A “Warning to Horse Thieves” appeared in the Idaho Tri-weekly Statesman on Oct. 12, 1871: “The first thing somebody knows around here, some rogues will be found one of these bright mornings climbing a tree, who are not looking for fruit.” This was no idle threat, for several men had been hanged without trial within the recent memory of Statesman readers. Not all who were lynched were horse thieves, but some undoubtedly numbered that among their crimes.
“Horse Thief Caught,” noted the Statesman in September 1869, after Ada County Sheriff J.D. Agnew chased and arrested John Lund, recovered the horse he had stolen and sold at Keeneys Ferry on the Snake River, returned the horse to its owner, and brought the thief to Boise City and put him in jail.
In June 1870, a Montana man named Davis who had been robbed of four horses trailed the thief all the way to Boise and had him arrested. Davis was able to recover two of his animals, but the thief had sold the other two at Blacks Creek station on Overland Road. In May 1871, Ada County Sheriff William Bryon arrested Joseph Sears and James Anderson, who had stolen 18 head of horses, mules and colts from their owners at the site of abandoned Army Camp C.F. Smith in eastern Oregon. In October that year Ada County Deputy Sheriff Smith Barker chased and arrested a horse thief within 7 miles of Cope, Nev. The man and the horse were brought to Boise; the man was jailed.

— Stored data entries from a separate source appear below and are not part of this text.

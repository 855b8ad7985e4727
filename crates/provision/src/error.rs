//! Error taxonomy for the provisioning pipeline.
//!
//! The split matters for retry policy: transient failures are retried
//! with backoff, chain rejections never are (retrying a creation call
//! would mint a duplicate contract), and consistency failures abort the
//! run outright.

use std::path::PathBuf;

use thiserror::Error;

/// Errors produced by the deployment pipeline and its collaborators.
#[derive(Debug, Error)]
pub enum ProvisionError {
    /// Bad profile, template, artifact or credential. Fatal, never retried.
    #[error("configuration error: {0}")]
    Configuration(String),

    /// RPC timeout, connection reset, or similar. Retried with bounded backoff.
    #[error("transient network error: {0}")]
    Transient(String),

    /// The chain rejected the operation (revert, out of gas, nonce conflict).
    /// Fatal for the step: a blind retry of a creation call produces a
    /// duplicate on-chain entity.
    #[error("chain rejected {operation}: {reason}")]
    ChainRejection { operation: String, reason: String },

    /// The network did not report inclusion within the configured timeout.
    #[error("timed out waiting for confirmation of {0}")]
    ConfirmationTimeout(String),

    /// A post-confirmation read did not match the expected state. The remote
    /// state diverged from expectation and must not be silently accepted.
    #[error("on-chain state diverged: expected {expected}, found {actual}")]
    Consistency { expected: String, actual: String },

    /// The verification service rejected or failed the submission.
    #[error("verification of {address} failed: {reason}")]
    Verification {
        address: String,
        reason: String,
        retriable: bool,
    },
}

impl ProvisionError {
    /// Whether the error may resolve on its own and is safe to retry.
    pub fn is_transient(&self) -> bool {
        match self {
            ProvisionError::Transient(_) => true,
            ProvisionError::Verification { retriable, .. } => *retriable,
            _ => false,
        }
    }
}

/// Errors produced by the artifact template renderer.
#[derive(Debug, Error)]
pub enum RenderError {
    #[error("template not found: {0}")]
    TemplateNotFound(PathBuf),

    /// Malformed conditional or variable reference in the template.
    #[error("template syntax error: {0}")]
    Syntax(String),

    #[error("failed to write rendered output to {path}: {source}")]
    OutputWrite {
        path: PathBuf,
        #[source]
        source: std::io::Error,
    },
}
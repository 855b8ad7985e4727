//! Network profile configuration.
//!
//! Everything a run needs is threaded in from here at construction time;
//! no component reads ambient environment in deep call paths. Profiles
//! live in a TOML file keyed by network name:
//!
//! ```toml
//! [networks.coredev]
//! rpc_url = "https://rpc.dev.example.network"
//! chain_id = 1111
//! private_key = "0x..."
//!
//! [networks.coredev.verifier]
//! api_url = "http://verifier.example.network/api"
//! browser_url = "https://scan.example.network"
//! api_key = "..."
//! ```

use std::collections::HashMap;
use std::path::{Path, PathBuf};

use alloy_core::primitives::Address;
use serde::{Deserialize, Serialize};
use url::Url;

use crate::error::ProvisionError;

/// The default name for the network profiles file.
pub const PROFILES_FILENAME: &str = "Networks.toml";

fn default_deploy_gas_limit() -> u64 {
    6_000_000
}

/// The observed fixed ceiling for the linking call. A fixed ceiling is
/// kept deliberately instead of gas estimation.
fn default_call_gas_limit() -> u64 {
    4_000_000
}

fn default_confirmation_timeout_secs() -> u64 {
    120
}

fn default_rpc_timeout_secs() -> u64 {
    10
}

fn default_artifacts_dir() -> PathBuf {
    PathBuf::from("artifacts")
}

/// Target network for the source-verification service: a chain identifier
/// plus an API/browser URL pair, keyed by an API key.
#[derive(Debug, Clone, PartialEq, Eq, Serialize, Deserialize)]
pub struct VerifierConfig {
    pub api_url: String,
    pub browser_url: String,
    pub api_key: String,
}

/// A named network profile: endpoint, credential and gas settings for one
/// deployment run.
#[derive(Debug, Clone, PartialEq, Eq, Serialize, Deserialize)]
pub struct NetworkProfile {
    /// JSON-RPC endpoint URL.
    pub rpc_url: String,
    /// Chain identifier, forwarded to the verification service.
    pub chain_id: u64,
    /// Hex-encoded private key. The credential is the one shared resource
    /// of a run; two runs must not use it concurrently.
    pub private_key: String,

    /// Administrative owner passed to the rewards initializer. Defaults to
    /// the address derived from the credential.
    #[serde(default, skip_serializing_if = "Option::is_none")]
    pub admin_address: Option<String>,
    /// Operational owner passed to the rewards initializer. Defaults to
    /// the address derived from the credential.
    #[serde(default, skip_serializing_if = "Option::is_none")]
    pub operator_address: Option<String>,

    /// Gas ceiling for contract-creation transactions.
    #[serde(default = "default_deploy_gas_limit")]
    pub deploy_gas_limit: u64,
    /// Gas ceiling for the linking call.
    #[serde(default = "default_call_gas_limit")]
    pub call_gas_limit: u64,
    /// How long to wait for a submitted transaction to confirm.
    #[serde(default = "default_confirmation_timeout_secs")]
    pub confirmation_timeout_secs: u64,
    /// Per-request HTTP timeout.
    #[serde(default = "default_rpc_timeout_secs")]
    pub rpc_timeout_secs: u64,

    /// Directory holding compiled contract artifacts (`<Name>.json`:
    /// creation bytecode plus the verification source payload).
    #[serde(default = "default_artifacts_dir")]
    pub artifacts_dir: PathBuf,
    /// Where the append-only run manifest is written. Defaults to
    /// `<network>-deploy.jsonl` in the working directory.
    #[serde(default, skip_serializing_if = "Option::is_none")]
    pub manifest_path: Option<PathBuf>,

    pub verifier: VerifierConfig,
}

impl NetworkProfile {
    /// Validate the parts of the profile that would otherwise fail deep
    /// inside a run: URL shape and the credential.
    pub fn validate(&self) -> Result<(), ProvisionError> {
        Url::parse(&self.rpc_url)
            .map_err(|e| ProvisionError::Configuration(format!("invalid rpc_url: {e}")))?;
        Url::parse(&self.verifier.api_url)
            .map_err(|e| ProvisionError::Configuration(format!("invalid verifier api_url: {e}")))?;
        crate::client::derive_address(&self.private_key)?;
        if let Some(admin) = &self.admin_address {
            parse_address("admin_address", admin)?;
        }
        if let Some(operator) = &self.operator_address {
            parse_address("operator_address", operator)?;
        }
        Ok(())
    }

    /// Resolve the administrative owner address.
    pub fn admin(&self, fallback: Address) -> Result<Address, ProvisionError> {
        match &self.admin_address {
            Some(raw) => parse_address("admin_address", raw),
            None => Ok(fallback),
        }
    }

    /// Resolve the operational owner address.
    pub fn operator(&self, fallback: Address) -> Result<Address, ProvisionError> {
        match &self.operator_address {
            Some(raw) => parse_address("operator_address", raw),
            None => Ok(fallback),
        }
    }

    /// The manifest path for this profile under the given network name.
    pub fn manifest_path(&self, network: &str) -> PathBuf {
        self.manifest_path
            .clone()
            .unwrap_or_else(|| PathBuf::from(format!("{network}-deploy.jsonl")))
    }
}

fn parse_address(field: &str, raw: &str) -> Result<Address, ProvisionError> {
    raw.parse::<Address>()
        .map_err(|e| ProvisionError::Configuration(format!("invalid {field} '{raw}': {e}")))
}

/// The full profiles file: a map of network name to profile.
#[derive(Debug, Clone, PartialEq, Eq, Serialize, Deserialize)]
pub struct Profiles {
    pub networks: HashMap<String, NetworkProfile>,
}

impl Profiles {
    /// Load profiles from a TOML file.
    pub fn load_from_file(path: &Path) -> Result<Self, ProvisionError> {
        let config_path = if path.is_dir() {
            path.join(PROFILES_FILENAME)
        } else {
            path.to_path_buf()
        };

        let content = std::fs::read_to_string(&config_path).map_err(|e| {
            ProvisionError::Configuration(format!(
                "failed to read profiles from {}: {e}",
                config_path.display()
            ))
        })?;
        let profiles: Self = toml::from_str(&content)
            .map_err(|e| ProvisionError::Configuration(format!("failed to parse profiles: {e}")))?;
        tracing::info!(path = %config_path.display(), "Network profiles loaded");
        Ok(profiles)
    }

    /// Select a profile by network name and validate it.
    pub fn select(&self, network: &str) -> Result<&NetworkProfile, ProvisionError> {
        let profile = self.networks.get(network).ok_or_else(|| {
            let mut known: Vec<&str> = self.networks.keys().map(String::as_str).collect();
            known.sort_unstable();
            ProvisionError::Configuration(format!(
                "unknown network '{network}' (known: {})",
                known.join(", ")
            ))
        })?;
        profile.validate()?;
        Ok(profile)
    }
}

#[cfg(test)]
mod tests {
    use super::*;

    // Throwaway key from a local dev chain.
    const DEV_KEY: &str = "0xac0974bec39a17e36ba4a6b4d238ff944bacb478cbed5efcae784d7bf4f2ff80";

    fn sample_toml() -> String {
        format!(
            r#"
            [networks.coredev]
            rpc_url = "https://rpc.dev.example.network"
            chain_id = 1111
            private_key = "{DEV_KEY}"

            [networks.coredev.verifier]
            api_url = "http://verifier.example.network/api"
            browser_url = "https://scan.example.network"
            api_key = "k"
            "#
        )
    }

    #[test]
    fn test_parse_profile_with_defaults() {
        let profiles: Profiles = toml::from_str(&sample_toml()).unwrap();
        let profile = profiles.select("coredev").unwrap();
        assert_eq!(profile.chain_id, 1111);
        assert_eq!(profile.deploy_gas_limit, 6_000_000);
        assert_eq!(profile.call_gas_limit, 4_000_000);
        assert_eq!(profile.confirmation_timeout_secs, 120);
        assert_eq!(profile.artifacts_dir, PathBuf::from("artifacts"));
        assert_eq!(
            profile.manifest_path("coredev"),
            PathBuf::from("coredev-deploy.jsonl")
        );
    }

    #[test]
    fn test_unknown_network_is_configuration_error() {
        let profiles: Profiles = toml::from_str(&sample_toml()).unwrap();
        let err = profiles.select("mainnet").unwrap_err();
        assert!(matches!(err, ProvisionError::Configuration(_)));
        assert!(err.to_string().contains("coredev"));
    }

    #[test]
    fn test_bad_credential_rejected_at_load() {
        let toml_str = sample_toml().replace(DEV_KEY, "0xnothex");
        let profiles: Profiles = toml::from_str(&toml_str).unwrap();
        assert!(profiles.select("coredev").is_err());
    }

    #[test]
    fn test_owner_overrides() {
        let profiles: Profiles = toml::from_str(&sample_toml()).unwrap();
        let mut profile = profiles.networks["coredev"].clone();
        profile.admin_address = Some("0x00000000000000000000000000000000000000aa".into());

        let fallback = Address::repeat_byte(0x01);
        let expected: Address = "0x00000000000000000000000000000000000000aa".parse().unwrap();
        assert_eq!(profile.admin(fallback).unwrap(), expected);
        assert_eq!(profile.operator(fallback).unwrap(), fallback);
    }
}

Col. George Laird Shoup, elected Idaho’s first state governor before going to Washington, D.C., to represent his state in Congress, was also a victim, as this story from the Yankee Fork Herald on Oct. 20, 1881, tells us: “The horse thieves that got away with Keno and another race horse belonging to Colonel Shoup, at Challis, a few weeks ago, were nabbed at Eagle Rock the other day. A description of the thieves was telegraphed, and as soon as they brought up at Eagle Rock were arrested. One is a white man and the other a half-breed Indian.”
In July 1883 it was reported from Eagle Rock (present Idaho Falls) that one I.C. McVey had stolen two horses from J.H. Stoner in Cokeville, Wyo., and was headed west. Cokeville Constable Cameron took up the chase and was joined by Deputy Sheriff E.F. Winn of Eagle Rock. McVey was found sleeping at a ranch 12 miles north of Eagle Rock. When they woke him up and ordered him at gunpoint to throw up his hands; he grabbed the barrel of the deputy’s shotgun and pushed it downward, deflecting the shot, and then jumped up and started to run for it. After refusing the order to stop, he was shot in the back as he fled. A newspaper account of the incident reads, “McVey cannot live. He had evidently anticipated trouble, as he had two revolvers in his bed.” Had he not been asleep when found, it might well have been one or both of the lawmen who were shot.
In August 1889, the Statesman printed a letter from Payette Valley reporting that the section known as Washoe Bottom was “infested with horse thieves” and that local people “should be on the alert to save their horses and bring the thieves to justice.” A horse thief caught a year earlier in Washington County had been sent to the Territorial Penitentiary in Boise for two years. He was lucky that he had not been shot, or sentenced to five years, as was the fate of Ben Shearer, sent to the penitentiary in April 1890 for “Grand Larceny, to-wit: horse stealing.” The Weiser Leader summarized the case by stating, “The good people of this county have no use for horse thieves.” A month later the paper reported that several hundred head of horses had been stolen in the past few weeks, and that “if the thieves are caught with the stock, they should be promptly shot, and thus end their operations.”
In fact, several Idaho horse thieves did meet that fate in the years ahead.